How to Read this Broadsheet

This SDUK broadsheet takes COMMUTING as its theme. Alongside the most familiar usage of “commuting” (moving to and from work), the contributions in this issue touch on many aspects of circulation, migration, and change that are flowing across and rumbling below the surface of the Earth. As this publication platform traces the diffusion of knowledge, this issue in particular explores the shifts, displacements, and movements we must consider in an age of rapid global change in order to commute the Earth’s death sentence. We know you open this broadsheet with many questions, interests, and curiosities already formed, so here are a few places to start:

In seeking a fuller picture of what human consumption habits do, many are asking: “How are local environments impacted by the global circulation of goods?” Artist projects by Dana Prieto and Sydney Hart trace the effects of commercial flows (Canadian mining operations in Argentina and the opening of the St. Lawrence Seaway, respectively) on landscapes, humans, and non-humans. A contribution from Canada’s Waste Flow identifies waste’s trajectories and provides opportunities to think beyond the landfill.

Those who are often caught in in-between movements to school, work, and home may wonder: “How do our daily migrations come to bear on our relationships to each other?” Contributions by Stanka Radović, Fraser McCallum, and the City of Mississauga’s Climate Change Project ponder commuting culture’s realities and technologies, while profiles of CultureLink, Ecosource, Great Lakes Water Walk, the Southern Ontario Centre for Atmospheric Aerosol Research, Toronto and Region Conservation Authority’s Multicultural Connections Program, and Walk + Roll Peel highlight other kinds of movement-making and -building.

Here on the shores of the Great Lakes, it is our responsibility to ask what is held in histories of water.

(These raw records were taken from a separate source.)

#[cfg(test)]
mod tests {
    use super::*;
    use crate::ledger::audit::MemoryAuditSink;
    use crate::policy::SideEffectClass;
    use serde_json::json;

    fn ledger_with_audit() -> (Ledger, Arc<MemoryAuditSink>) {
        let audit = Arc::new(MemoryAuditSink::new());
        let ledger =
            Ledger::open_in_memory(LedgerOptions::default().with_audit(audit.clone())).unwrap();
        ledger.register_run("run-1").unwrap();
        ledger.register_step("run-1", "step-1").unwrap();
        (ledger, audit)
    }

    fn request(id: &str, tool: &str, args: serde_json::Value) -> PrepareRequest {
        PrepareRequest::new(id, "run-1", "step-1", tool, "generic", args)
    }

    fn prepared(outcome: PrepareOutcome) -> ToolCall {
        match outcome {
            PrepareOutcome::Prepared { record } => record,
            other => panic!("expected Prepared, got {other:?}"),
        }
    }

    #[test]
    fn test_prepare_inserts_prepared_row() {
        let (ledger, _) = ledger_with_audit();
        let record = prepared(
            ledger
                .prepare_tool_call(request("tc-1", "GMAIL_SEND_EMAIL", json!({"to": "a@x.com"})))
                .unwrap(),
        );
        assert_eq!(record.status, ToolCallStatus::Prepared);
        assert_eq!(record.attempt, 1);
        assert_eq!(record.side_effect_class, SideEffectClass::External);
        assert_eq!(record.replay_policy, ReplayPolicy::ReplayExact);
        assert!(record.side_effect_scope.starts_with("email:"));

        let stored = ledger.get_tool_call("tc-1").unwrap().unwrap();
        assert_eq!(stored, record);
    }

    #[test]
    fn test_dedup_returns_receipt_without_new_row() {
        let (ledger, _) = ledger_with_audit();
        let args = json!({"query": "x", "request_id": "r-1"});
        let first = ledger
            .prepare_tool_call(request("tc-1", "CREATE_ISSUE", args))
            .unwrap();
        ledger.mark_running("tc-1").unwrap();
        ledger.mark_succeeded("tc-1", Some("issue #7"), Some("ext-7")).unwrap();

        let second = ledger
            .prepare_tool_call(request(
                "tc-2",
                "CREATE_ISSUE",
                json!({"request_id": "r-2", "query": "x"}),
            ))
            .unwrap();
        assert_eq!(first.idempotency_key(), second.idempotency_key());
        let receipt = second.receipt().unwrap();
        assert_eq!(receipt.tool_call_id, "tc-1");
        assert_eq!(receipt.response_ref.as_deref(), Some("issue #7"));
        assert!(ledger.get_tool_call("tc-2").unwrap().is_none());
    }

    #[test]
    fn test_in_flight_when_key_not_succeeded() {
        let (ledger, _) = ledger_with_audit();
        ledger
            .prepare_tool_call(request("tc-1", "CREATE_ISSUE", json!({"a": 1})))
            .unwrap();
        let outcome = ledger
            .prepare_tool_call(request("tc-2", "CREATE_ISSUE", json!({"a": 1})))
            .unwrap();
        match outcome {
            PrepareOutcome::InFlight {
                existing_status, ..
            } => assert_eq!(existing_status, Some(ToolCallStatus::Prepared)),
            other => panic!("expected InFlight, got {other:?}"),
        }
    }

    #[test]
    fn test_reused_tool_call_id_conflicts() {
        let (ledger, _) = ledger_with_audit();
        ledger
            .prepare_tool_call(request("tc-1", "CREATE_ISSUE", json!({"a": 1})))
            .unwrap();
        let err = ledger
            .prepare_tool_call(request("tc-1", "CREATE_ISSUE", json!({"a": 2})))
            .unwrap_err();
        assert!(matches!(err, LedgerError::ToolCallIdConflict(_)));
        assert!(err.is_fatal());
    }

    #[test]
    fn test_repeated_tool_call_id_with_same_args() {
        let (ledger, _) = ledger_with_audit();
        let first = prepared(
            ledger
                .prepare_tool_call(request("tc-1", "CREATE_ISSUE", json!({"a": 1})))
                .unwrap(),
        );
        match ledger
            .prepare_tool_call(request("tc-1", "CREATE_ISSUE", json!({"a": 1})))
            .unwrap()
        {
            PrepareOutcome::InFlight {
                idempotency_key,
                existing_status,
            } => {
                assert_eq!(idempotency_key, first.idempotency_key);
                assert_eq!(existing_status, Some(ToolCallStatus::Prepared));
            }
            other => panic!("expected InFlight, got {other:?}"),
        }

        ledger.mark_running("tc-1").unwrap();
        ledger.mark_succeeded("tc-1", Some("issue #1"), None).unwrap();
        let again = ledger
            .prepare_tool_call(request("tc-1", "CREATE_ISSUE", json!({"a": 1})))
            .unwrap();
        assert_eq!(again.receipt().unwrap().tool_call_id, "tc-1");
        assert_eq!(ledger.list_for_run("run-1").unwrap().len(), 1);
    }

    #[test]
    fn test_forwarding_another_message_is_not_deduplicated() {
        let (ledger, _) = ledger_with_audit();
        ledger
            .prepare_tool_call(request(
                "tc-1",
                "GMAIL_FORWARD_MESSAGE",
                json!({"message_id": "m1", "recipient_email": "bob@x.com"}),
            ))
            .unwrap();
        ledger.mark_running("tc-1").unwrap();
        ledger.mark_succeeded("tc-1", Some("fwd"), None).unwrap();

        let second = ledger
            .prepare_tool_call(request(
                "tc-2",
                "GMAIL_FORWARD_MESSAGE",
                json!({"message_id": "m2", "recipient_email": "bob@x.com"}),
            ))
            .unwrap();
        assert!(second.is_prepared());
    }

    #[test]
    fn test_upload_status_queries_are_distinct() {
        let (ledger, _) = ledger_with_audit();
        ledger
            .prepare_tool_call(request("tc-1", "GET_UPLOAD_STATUS", json!({"upload_id": "u1"})))
            .unwrap();
        ledger.mark_running("tc-1").unwrap();
        ledger.mark_succeeded("tc-1", Some("done"), None).unwrap();

        let second = ledger
            .prepare_tool_call(request("tc-2", "GET_UPLOAD_STATUS", json!({"upload_id": "u2"})))
            .unwrap();
        assert!(second.is_prepared());
    }

    #[test]
    fn test_missing_step_is_integrity_error() {
        let (ledger, _) = ledger_with_audit();
        let err = ledger
            .prepare_tool_call(PrepareRequest::new(
                "tc-1",
                "run-1",
                "no-such-step",
                "CREATE_ISSUE",
                "generic",
                json!({}),
            ))
            .unwrap_err();
        assert!(matches!(err, LedgerError::Integrity { .. }));

        let err = ledger.register_step("no-such-run", "s").unwrap_err();
        assert!(err.is_fatal());
    }

    #[test]
    fn test_attempt_counts_nonce_retries() {
        let (ledger, _) = ledger_with_audit();
        let args = json!({"path": "/tmp/a"});
        ledger
            .prepare_tool_call(request("tc-1", "DELETE_FILE", args.clone()))
            .unwrap();
        ledger.mark_failed("tc-1", "boom").unwrap();
        let retry = prepared(
            ledger
                .prepare_tool_call(request("tc-2", "DELETE_FILE", args).with_nonce("retry-1"))
                .unwrap(),
        );
        assert_eq!(retry.attempt, 2);
    }

    #[test]
    fn test_transitions_reject_illegal_sources() {
        let (ledger, _) = ledger_with_audit();
        ledger
            .prepare_tool_call(request("tc-1", "CREATE_ISSUE", json!({})))
            .unwrap();
        assert!(ledger.mark_running("tc-1").unwrap());
        assert!(!ledger.mark_running("tc-1").unwrap());
        assert!(ledger.mark_failed("tc-1", "upstream 500").unwrap());
        assert!(!ledger.mark_succeeded("tc-1", None, None).unwrap());
        assert!(!ledger.mark_abandoned_on_resume("tc-1", "resume").unwrap());
        assert!(ledger.mark_replay_status("tc-1", "needs-human").unwrap());

        let row = ledger.get_tool_call("tc-1").unwrap().unwrap();
        assert_eq!(row.status, ToolCallStatus::Failed);
        assert_eq!(row.error_detail.as_deref(), Some("upstream 500"));
        assert_eq!(row.replay_status.as_deref(), Some("needs-human"));
        assert!(!ledger.mark_running("missing").unwrap());
    }

    #[test]
    fn test_receipt_lookup_requires_success() {
        let (ledger, _) = ledger_with_audit();
        let outcome = ledger
            .prepare_tool_call(request("tc-1", "CREATE_ISSUE", json!({})))
            .unwrap();
        let key = outcome.idempotency_key().to_string();
        assert!(ledger.get_receipt_by_idempotency_key(&key).unwrap().is_none());
        ledger.mark_succeeded("tc-1", Some("ok"), None).unwrap();
        assert!(ledger.get_receipt_by_idempotency_key(&key).unwrap().is_some());
    }

    #[test]
    fn test_response_ref_truncated() {
        let audit = Arc::new(MemoryAuditSink::new());
        let options = LedgerOptions {
            max_ref_chars: 5,
            ..LedgerOptions::default().with_audit(audit)
        };
        let ledger = Ledger::open_in_memory(options).unwrap();
        ledger.register_run("run-1").unwrap();
        ledger.register_step("run-1", "step-1").unwrap();
        ledger
            .prepare_tool_call(request("tc-1", "CREATE_ISSUE", json!({})))
            .unwrap();
        ledger
            .mark_succeeded("tc-1", Some("0123456789"), None)
            .unwrap();
        let row = ledger.get_tool_call("tc-1").unwrap().unwrap();
        assert_eq!(row.response_ref.as_deref(), Some("01234..."));

        // 暂存回执同样截断
        ledger
            .prepare_tool_call(request("tc-2", "CREATE_ISSUE", json!({"b": 1})))
            .unwrap();
        ledger.mark_running("tc-2").unwrap();
        ledger
            .record_receipt_pending("tc-2", Some("abcdefghij"), Some("ext-2"))
            .unwrap();
        let pending = ledger.get_pending_receipt("tc-2").unwrap().unwrap();
        assert_eq!(pending.response_ref.as_deref(), Some("abcde..."));
        assert!(ledger.promote_pending_receipt("tc-2").unwrap());
        let row = ledger.get_tool_call("tc-2").unwrap().unwrap();
        assert_eq!(row.response_ref.as_deref(), Some("abcde..."));
    }

    #[test]
    fn test_unclassified_tool_audited_once() {
        let (ledger, audit) = ledger_with_audit();
        ledger
            .prepare_tool_call(request("tc-1", "FROBNICATE", json!({"n": 1})))
            .unwrap();
        ledger
            .prepare_tool_call(request("tc-2", "FROBNICATE", json!({"n": 2})))
            .unwrap();
        ledger
            .prepare_tool_call(request("tc-3", "LIST_ITEMS", json!({})))
            .unwrap();
        let events = audit.events();
        assert_eq!(events.len(), 1);
        assert_eq!(events[0].tool_name, "FROBNICATE");
        assert_eq!(events[0].policy_rule_id, "default.external");
    }

    #[test]
    fn test_replaced_policy_applies_to_next_prepare() {
        let (ledger, _) = ledger_with_audit();
        let before = prepared(
            ledger
                .prepare_tool_call(request("tc-1", "FROBNICATE", json!({"n": 1})))
                .unwrap(),
        );
        assert_eq!(before.side_effect_class, SideEffectClass::External);

        let mut section = crate::policy::PolicySection::default();
        section.rules.push(crate::policy::RuleEntry {
            namespace: "generic".into(),
            tool: "FROBNICATE".into(),
            side_effect: SideEffectClass::ReadOnly,
            replay_policy: None,
        });
        ledger
            .replace_policy(PolicyTable::new(&section, "mcp", "native", "spawn_subtask"))
            .unwrap();
        let after = prepared(
            ledger
                .prepare_tool_call(request("tc-2", "FROBNICATE", json!({"n": 2})))
                .unwrap(),
        );
        assert_eq!(after.side_effect_class, SideEffectClass::ReadOnly);
        assert_eq!(after.replay_policy, ReplayPolicy::ReplayIdempotent);
        assert!(after.policy_matched);
    }

    #[test]
    fn test_resume_pass_marks_running_rows() {
        let (ledger, _) = ledger_with_audit();
        ledger
            .prepare_tool_call(request("tc-1", "CREATE_ISSUE", json!({})))
            .unwrap();
        ledger
            .prepare_tool_call(request("tc-2", "LIST_ISSUES", json!({})))
            .unwrap();
        ledger
            .prepare_tool_call(request("tc-3", "CREATE_LABEL", json!({})))
            .unwrap();
        ledger.mark_running("tc-1").unwrap();
        ledger.mark_running("tc-2").unwrap();

        let report = ledger.resume_pass("process restarted").unwrap();
        assert_eq!(report.abandoned.len(), 2);
        assert_eq!(report.needs_human().count(), 1);
        assert_eq!(
            ledger.get_tool_call("tc-1").unwrap().unwrap().status,
            ToolCallStatus::AbandonedOnResume
        );
        assert_eq!(
            ledger.get_tool_call("tc-3").unwrap().unwrap().status,
            ToolCallStatus::Prepared
        );
    }
}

Natasha Naveau’s artist project ᔥᑲᑲᒥᒃᐌᑭᑐ centres the waters of the Humber River in placemaking, Andrea Muehlebach offers propositions for moving beyond the ownership of water, and Harvey Shear outlines a brief history of the Lake Ontario Waterkeeper.

The question of “where we are seeing the effects of over-accumulation, of the desire to have more?” is taken up in an excerpt from Matt Hern and Am Johal’s Global Warming and the Sweetness of Life on Fort McMurray and the Alberta tar sands, and in D.T. Cochrane’s “What is The Market?” Both texts highlight a need to rethink what it means for an economy to balance itself out.

Finally, “How can we harness our knowledge of natural systems and cycles to predict, adapt, and imagine?” Satellite images annotated by Kent Moore illustrate the complexity of the climate system, and an artist project by Karolina Sobecka meditates on the social dimensions of cloud formation. Michelle Murphy’s “Afterlife and Decolonial Chemical Relations” explores how we might grapple with the life cycles of contaminants as they are bound up with the bodily effects of colonization.

Each of The Society for the Diffusion of Useful Knowledge broadsheets ends with a glossary—a tool not only geared to untangling the vocabularies of art and science, but also to building and evolving a set of key concepts. While each issue of the broadsheet can be read individually, we are attentive to how these publications and the issues they address might begin to form a network of ideas. This issue’s glossary entries expand on those explored in Issue 01: GRAFTING, and we encourage you to read across previous (and future) broadsheets.